### [Directions]
In the listing below, find the line that contains "impl Default for ClientType" and the line that contains "on staff-created records.". Quote both and every line between them, exactly, and nothing more.

### [Task data]
***

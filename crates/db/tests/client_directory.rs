//! Integration tests for client resolution and CRUD.

mod common;

use hvacdesk_core::client::ClientType;
use hvacdesk_db::models::client::{CreateClient, UpdateClient};
use hvacdesk_db::repositories::ClientRepo;
use sqlx::PgPool;

async fn client_count(pool: &PgPool) -> i64 {
    sqlx::query_scalar("SELECT COUNT(*) FROM clients")
        .fetch_one(pool)
        .await
        .unwrap()
}

#[sqlx::test(migrations = "../../db/migrations")]
async fn resolve_creates_then_reuses(pool: PgPool) {
    let mut conn = pool.acquire().await.unwrap();

    let (first, created) =
        ClientRepo::resolve_or_create(&mut conn, "jane@example.com", "Jane Doe", "+254712345678")
            .await
            .unwrap();
    assert!(created);
    assert_eq!(first.client_type, ClientType::Individual);

    let (second, created) =
        ClientRepo::resolve_or_create(&mut conn, "JANE@example.com", "J. Doe", "+254700000000")
            .await
            .unwrap();
    assert!(!created);
    assert_eq!(second.id, first.id);
    // The stored profile is not overwritten by the new contact snapshot.
    assert_eq!(second.name, "Jane Doe");

    assert_eq!(client_count(&pool).await, 1);
}

#[sqlx::test(migrations = "../../db/migrations")]
async fn novel_email_creates_exactly_one_client(pool: PgPool) {
    let mut conn = pool.acquire().await.unwrap();
    ClientRepo::resolve_or_create(&mut conn, "a@example.com", "A", "")
        .await
        .unwrap();
    ClientRepo::resolve_or_create(&mut conn, "b@example.com", "B", "")
        .await
        .unwrap();
    assert_eq!(client_count(&pool).await, 2);
}

#[sqlx::test(migrations = "../../db/migrations")]
async fn duplicate_email_violates_unique_index(pool: PgPool) {
    let input = CreateClient {
        name: "Acme Ltd".to_string(),
        email: "ops@acme.co.ke".to_string(),
        phone: String::new(),
        client_type: Some(ClientType::Business),
        alternative_phone: None,
        address: None,
        city: Some("Nairobi".to_string()),
        county: None,
        company_name: Some("Acme".to_string()),
        industry: None,
        notes: None,
        preferred_contact_method: None,
    };
    ClientRepo::create(&pool, &input).await.unwrap();

    let err = ClientRepo::create(
        &pool,
        &CreateClient {
            email: "OPS@acme.co.ke".to_string(),
            ..input
        },
    )
    .await
    .unwrap_err();
    let db_err = err.as_database_error().expect("database error");
    assert_eq!(db_err.constraint(), Some("uq_clients_email"));
}

#[sqlx::test(migrations = "../../db/migrations")]
async fn update_patches_and_delete_removes(pool: PgPool) {
    let mut conn = pool.acquire().await.unwrap();
    let (client, _) = ClientRepo::resolve_or_create(&mut conn, "x@example.com", "X", "")
        .await
        .unwrap();

    let updated = ClientRepo::update(
        &pool,
        client.id,
        &UpdateClient {
            client_type: Some(ClientType::Ngo),
            city: Some("Kisumu".to_string()),
            ..Default::default()
        },
    )
    .await
    .unwrap()
    .unwrap();
    assert_eq!(updated.client_type, ClientType::Ngo);
    assert_eq!(updated.city.as_deref(), Some("Kisumu"));
    assert_eq!(updated.name, "X");

    assert!(ClientRepo::delete(&pool, client.id).await.unwrap());
    assert!(ClientRepo::find_by_id(&pool, client.id).await.unwrap().is_none());
    assert!(!ClientRepo::delete(&pool, client.id).await.unwrap());
}

#[sqlx::test(migrations = "../../db/migrations")]
async fn concurrent_first_contacts_share_one_client(pool: PgPool) {
    let resolve = |email: &'static str| {
        let pool = pool.clone();
        async move {
            let mut tx = pool.begin().await.unwrap();
            let resolved = ClientRepo::resolve_or_create(&mut tx, email, "Wanjiru", "")
                .await
                .unwrap();
            tx.commit().await.unwrap();
            resolved
        }
    };

    let ((a, a_created), (b, b_created)) =
        tokio::join!(resolve("wanjiru@example.com"), resolve("Wanjiru@Example.com"));

    assert_eq!(a.id, b.id);
    assert!(a_created ^ b_created);
    assert_eq!(client_count(&pool).await, 1);
}
//! Client classification and contact preference vocabularies.

define_vocabulary! {
    /// Client classification. Clients created implicitly by the directory
    /// are [`ClientType::Individual`].
    ClientType ("client type") {
        Individual = "individual",
        Business = "business",
        Government = "government",
        Ngo = "ngo",
    }
}

impl Default for ClientType {
    fn default() -> Self {
        Self::Individual
    }
}

define_vocabulary! {
    /// How the client prefers to be reached.
    ContactMethod ("contact method") {
        Phone = "phone",
        Email = "email",
        Whatsapp = "whatsapp",
    }
}

impl Default for ContactMethod {
    fn default() -> Self {
        Self::Phone
    }
}
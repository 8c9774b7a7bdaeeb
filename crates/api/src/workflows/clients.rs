//! Client directory: staff CRUD plus first-contact resolution.

use hvacdesk_core::contact::{normalize_phone, validate_email, validate_name};
use hvacdesk_core::error::CoreError;
use hvacdesk_core::types::DbId;
use hvacdesk_db::models::client::{Client, CreateClient, UpdateClient};
use hvacdesk_db::repositories::ClientRepo;
use hvacdesk_db::DbPool;
use sqlx::PgConnection;

use super::clean_optional;
use crate::error::{AppError, AppResult};

/// Empty phone numbers are allowed on staff-created records.
fn normalize_optional_phone(phone: &str) -> Result<String, CoreError> {
    if phone.trim().is_empty() {
        Ok(String::new())
    } else {
        normalize_phone(phone)
    }
}

/// Validate and normalize a staff-submitted client.
pub fn normalize_new_client(input: CreateClient) -> Result<CreateClient, CoreError> {
    Ok(CreateClient {
        name: validate_name(&input.name)?,
        email: validate_email(&input.email)?,
        phone: normalize_optional_phone(&input.phone)?,
        alternative_phone: input
            .alternative_phone
            .as_deref()
            .map(normalize_optional_phone)
            .transpose()?
            .filter(|p| !p.is_empty()),
        address: clean_optional(input.address),
        city: clean_optional(input.city),
        county: clean_optional(input.county),
        company_name: clean_optional(input.company_name),
        industry: clean_optional(input.industry),
        notes: clean_optional(input.notes),
        ..input
    })
}

/// Validate the fields present in a partial update.
pub fn normalize_client_update(input: UpdateClient) -> Result<UpdateClient, CoreError> {
    Ok(UpdateClient {
        name: input.name.as_deref().map(validate_name).transpose()?,
        email: input.email.as_deref().map(validate_email).transpose()?,
        phone: input.phone.as_deref().map(normalize_optional_phone).transpose()?,
        alternative_phone: input
            .alternative_phone
            .as_deref()
            .map(normalize_optional_phone)
            .transpose()?,
        ..input
    })
}

pub async fn create_client(pool: &DbPool, input: CreateClient) -> AppResult<Client> {
    let input = normalize_new_client(input)?;
    let client = ClientRepo::create(pool, &input).await?;
    tracing::info!(client_id = client.id, "Client created");
    Ok(client)
}

pub async fn get_client(pool: &DbPool, id: DbId) -> AppResult<Client> {
    ClientRepo::find_by_id(pool, id)
        .await?
        .ok_or(AppError::Core(CoreError::NotFound {
            entity: "Client",
            id,
        }))
}

pub async fn update_client(pool: &DbPool, id: DbId, input: UpdateClient) -> AppResult<Client> {
    let input = normalize_client_update(input)?;
    ClientRepo::update(pool, id, &input)
        .await?
        .ok_or(AppError::Core(CoreError::NotFound {
            entity: "Client",
            id,
        }))
}

pub async fn delete_client(pool: &DbPool, id: DbId) -> AppResult<()> {
    if ClientRepo::delete(pool, id).await? {
        tracing::info!(client_id = id, "Client deleted");
        Ok(())
    } else {
        Err(AppError::Core(CoreError::NotFound {
            entity: "Client",
            id,
        }))
    }
}

/// Find the client owning `email`, creating an `individual` client on first
/// contact. Runs on the caller's connection so it joins their transaction.
///
/// Returns the client and whether it was created by this call. An existing
/// client is returned unchanged.
pub async fn resolve_or_create(
    conn: &mut PgConnection,
    email: &str,
    name: &str,
    phone: &str,
) -> AppResult<(Client, bool)> {
    let email = validate_email(email)?;
    let name = validate_name(name)?;
    let phone = normalize_optional_phone(phone)?;
    Ok(ClientRepo::resolve_or_create(conn, &email, &name, &phone).await?)
}

#[cfg(test)]
mod tests {
    use assert_matches::assert_matches;
    use hvacdesk_core::client::ClientType;

    use super::*;

    fn input() -> CreateClient {
        CreateClient {
            name: "  Amina Otieno ".into(),
            email: " Amina@Example.COM".into(),
            phone: "0712 345 678".into(),
            client_type: Some(ClientType::Business),
            alternative_phone: Some("".into()),
            address: Some("  ".into()),
            city: Some("Mombasa".into()),
            county: None,
            company_name: Some("Coastline Foods".into()),
            industry: None,
            notes: None,
            preferred_contact_method: None,
        }
    }

    #[test]
    fn new_client_is_normalized() {
        let client = normalize_new_client(input()).unwrap();
        assert_eq!(client.name, "Amina Otieno");
        assert_eq!(client.email, "amina@example.com");
        assert_eq!(client.phone, "+254712345678");
        assert_eq!(client.alternative_phone, None);
        assert_eq!(client.address, None);
        assert_eq!(client.city.as_deref(), Some("Mombasa"));
        assert_eq!(client.client_type, Some(ClientType::Business));
    }

    #[test]
    fn invalid_email_is_rejected() {
        let mut bad = input();
        bad.email = "amina-at-example".into();
        assert_matches!(normalize_new_client(bad), Err(CoreError::Validation(_)));
    }

    #[test]
    fn update_only_touches_present_fields() {
        let update = normalize_client_update(UpdateClient {
            email: Some("NEW@example.com".into()),
            ..Default::default()
        })
        .unwrap();
        assert_eq!(update.email.as_deref(), Some("new@example.com"));
        assert!(update.name.is_none());
        assert!(update.phone.is_none());
    }
}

***

### [Exercise solution]
impl Default for ClientType {
    fn default() -> Self {
        Self::Individual
    }
}

define_vocabulary! {
    /// How the client prefers to be reached.
    ContactMethod ("contact method") {
        Phone = "phone",
        Email = "email",
        Whatsapp = "whatsapp",
    }
}

impl Default for ContactMethod {
    fn default() -> Self {
        Self::Phone
    }
}
repository 8c9774b7a7bdaeeb
filename crates/api/src/workflows/clients.rs
//! Client directory: staff CRUD plus first-contact resolution.

use hvacdesk_core::contact::{normalize_phone, validate_email, validate_name};
use hvacdesk_core::error::CoreError;
use hvacdesk_core::types::DbId;
use hvacdesk_db::models::client::{Client, CreateClient, UpdateClient};
use hvacdesk_db::repositories::ClientRepo;
use hvacdesk_db::DbPool;
use sqlx::PgConnection;

use super::clean_optional;
use crate::error::{AppError, AppResult};

/// Empty phone numbers are allowed on staff-created records.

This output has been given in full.